A priest in the New Testament is a priest of the gospel. The Old Testament priests were mainly confined to the house of Aaron, that is, to Aaron and his sons. But the New Testament priests are not confined to a family. Rather, this priesthood is borne by the millions of saved saints. Revelation 5 says, “For You were slain and did purchase to God by Your blood men out of every tribe and tongue and people and nation, and made them to our God a kingdom and priests” (vv. 9-10). First Peter 2 also says, “But you are a chosen race, a royal priesthood” (v. 9). Since the priests form a priesthood, it is no longer the responsibility of a few people. Rather, everyone is included in this responsibility. As a result, it becomes a priesthood. The number of saved ones far exceeds the number of Israelites in the Old Testament. The number then was further restricted to males only. In the New Testament all saved persons, whether male or female, young or old, are priests. Because there is a great number of them, they become a priesthood.

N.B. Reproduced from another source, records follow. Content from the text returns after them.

use actix_web::{
    body::EitherBody,
    dev::{forward_ready, Service, ServiceRequest, ServiceResponse, Transform},
    http::{header, Method},
    Error, HttpMessage, ResponseError,
};
use futures::future::{ready, LocalBoxFuture, Ready};

use crate::auth::extractors::AuthContext;
use crate::auth::token::TokenService;
use crate::error::AppError;

/// Rejects requests without a valid bearer token before they reach a handler.
///
/// Registration, login, the health check and CORS preflights pass through untouched.
/// For everything else the `Authorization: Bearer <jwt>` header is verified with the
/// [`TokenService`]; on success an [`AuthContext`] is attached to the request for the
/// [`AuthenticatedUser`](crate::auth::AuthenticatedUser) extractor, otherwise the request
/// is answered with 401 right here.
pub struct AuthMiddleware {
    tokens: TokenService,
}

impl AuthMiddleware {
    pub fn new(tokens: TokenService) -> Self {
        Self { tokens }
    }
}

impl<S, B> Transform<S, ServiceRequest> for AuthMiddleware
where
    S: Service<ServiceRequest, Response = ServiceResponse<B>, Error = Error>,
    S::Future: 'static,
    B: 'static,
{
    type Response = ServiceResponse<EitherBody<B>>;
    type Error = Error;
    type Transform = AuthMiddlewareService<S>;
    type InitError = ();
    type Future = Ready<Result<Self::Transform, Self::InitError>>;

    fn new_transform(&self, service: S) -> Self::Future {
        ready(Ok(AuthMiddlewareService {
            service,
            tokens: self.tokens.clone(),
        }))
    }
}

pub struct AuthMiddlewareService<S> {
    service: S,
    tokens: TokenService,
}

impl<S, B> Service<ServiceRequest> for AuthMiddlewareService<S>
where
    S: Service<ServiceRequest, Response = ServiceResponse<B>, Error = Error>,
    S::Future: 'static,
    B: 'static,
{
    type Response = ServiceResponse<EitherBody<B>>;
    type Error = Error;
    type Future = LocalBoxFuture<'static, Result<Self::Response, Self::Error>>;

    forward_ready!(service);

    fn call(&self, req: ServiceRequest) -> Self::Future {
        if is_public(req.method(), req.path()) {
            let fut = self.service.call(req);
            return Box::pin(async move { fut.await.map(ServiceResponse::map_into_left_body) });
        }

        match authenticate(&self.tokens, &req) {
            Ok(context) => {
                req.extensions_mut().insert(context);
                let fut = self.service.call(req);
                Box::pin(async move { fut.await.map(ServiceResponse::map_into_left_body) })
            }
            Err(err) => {
                log::debug!("{} {} rejected: {}", req.method(), req.path(), err);
                let response = req
                    .into_response(err.error_response())
                    .map_into_right_body();
                Box::pin(async move { Ok(response) })
            }
        }
    }
}

/// Routes reachable without a token.
fn is_public(method: &Method, path: &str) -> bool {
    *method == Method::OPTIONS
        || path == "/health"
        || path == "/auth"
        || path.starts_with("/auth/")
}

fn authenticate(tokens: &TokenService, req: &ServiceRequest) -> Result<AuthContext, AppError> {
    let token = req
        .headers()
        .get(header::AUTHORIZATION)
        .and_then(|value| value.to_str().ok())
        .and_then(|value| value.strip_prefix("Bearer "))
        .map(str::trim)
        .filter(|token| !token.is_empty())
        .ok_or_else(|| AppError::Unauthorized("Missing bearer token".into()))?;

    let email = tokens.verify(token)?;
    Ok(AuthContext { email })
}
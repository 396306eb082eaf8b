use chrono::{DateTime, Utc};
use serde::{Deserialize, Serialize};
use sqlx::FromRow;

/// A registered account as stored in the `users` table.
///
/// `password_hash` is never serialized.
#[derive(Debug, Clone, Serialize, Deserialize, FromRow)]
#[serde(rename_all = "camelCase")]
pub struct User {
    pub id: i32,
    pub username: String,
    pub email: String,
    #[serde(skip_serializing, default)]
    pub password_hash: String,
    pub created_at: DateTime<Utc>,
}

/// The fields required to insert a user. The password is already hashed.
#[derive(Debug, Clone)]
pub struct NewUser {
    pub username: String,
    pub email: String,
    pub password_hash: String,
}

/// Canonical form of an email address: trimmed and lowercased.
pub fn normalize_email(email: &str) -> String {
    email.trim().to_lowercase()
}

#[cfg(test)]
mod tests {
    use super::*;

    #[test]
    fn test_password_hash_is_never_serialized() {
        let user = User {
            id: 7,
            username: "alice".to_string(),
            email: "a@x.com".to_string(),
            password_hash: "$2b$04$secret".to_string(),
            created_at: Utc::now(),
        };

        let json = serde_json::to_value(&user).unwrap();
        assert_eq!(json["id"], 7);
        assert_eq!(json["username"], "alice");
        assert!(json.get("passwordHash").is_none());
        assert!(json.get("password_hash").is_none());
        assert!(json["createdAt"].is_string());
    }

    #[test]
    fn test_normalize_email() {
        assert_eq!(normalize_email("  Alice@Example.COM "), "alice@example.com");
        assert_eq!(normalize_email("a@x.com"), "a@x.com");
    }
}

What these priests do in their priesthood is to offer up sacrifices to God. In the Old Testament, there were mainly five kinds of offerings: the burnt offering, the meal offering, the peace offering, the sin offering, and the trespass offering. In the New Testament, according to Hebrews chapter thirteen the sacrifices offered by the New Testament believers include the sacrifice of praise, the sacrifice of good works, and the sacrifice of material giving. These sacrifices are well pleasing to God. During the past twenty years, I have released many messages in America concerning the New Testament priests offering sacrifices to God. I indicated that this is to offer up the Christ whom we enjoy in many aspects as offerings to God by bringing them to the meetings. In other words, the sacrifices presented to God by the New Testament priests are the Christ that is offered up, that is, the Christ experienced by us and brought and offered up to God.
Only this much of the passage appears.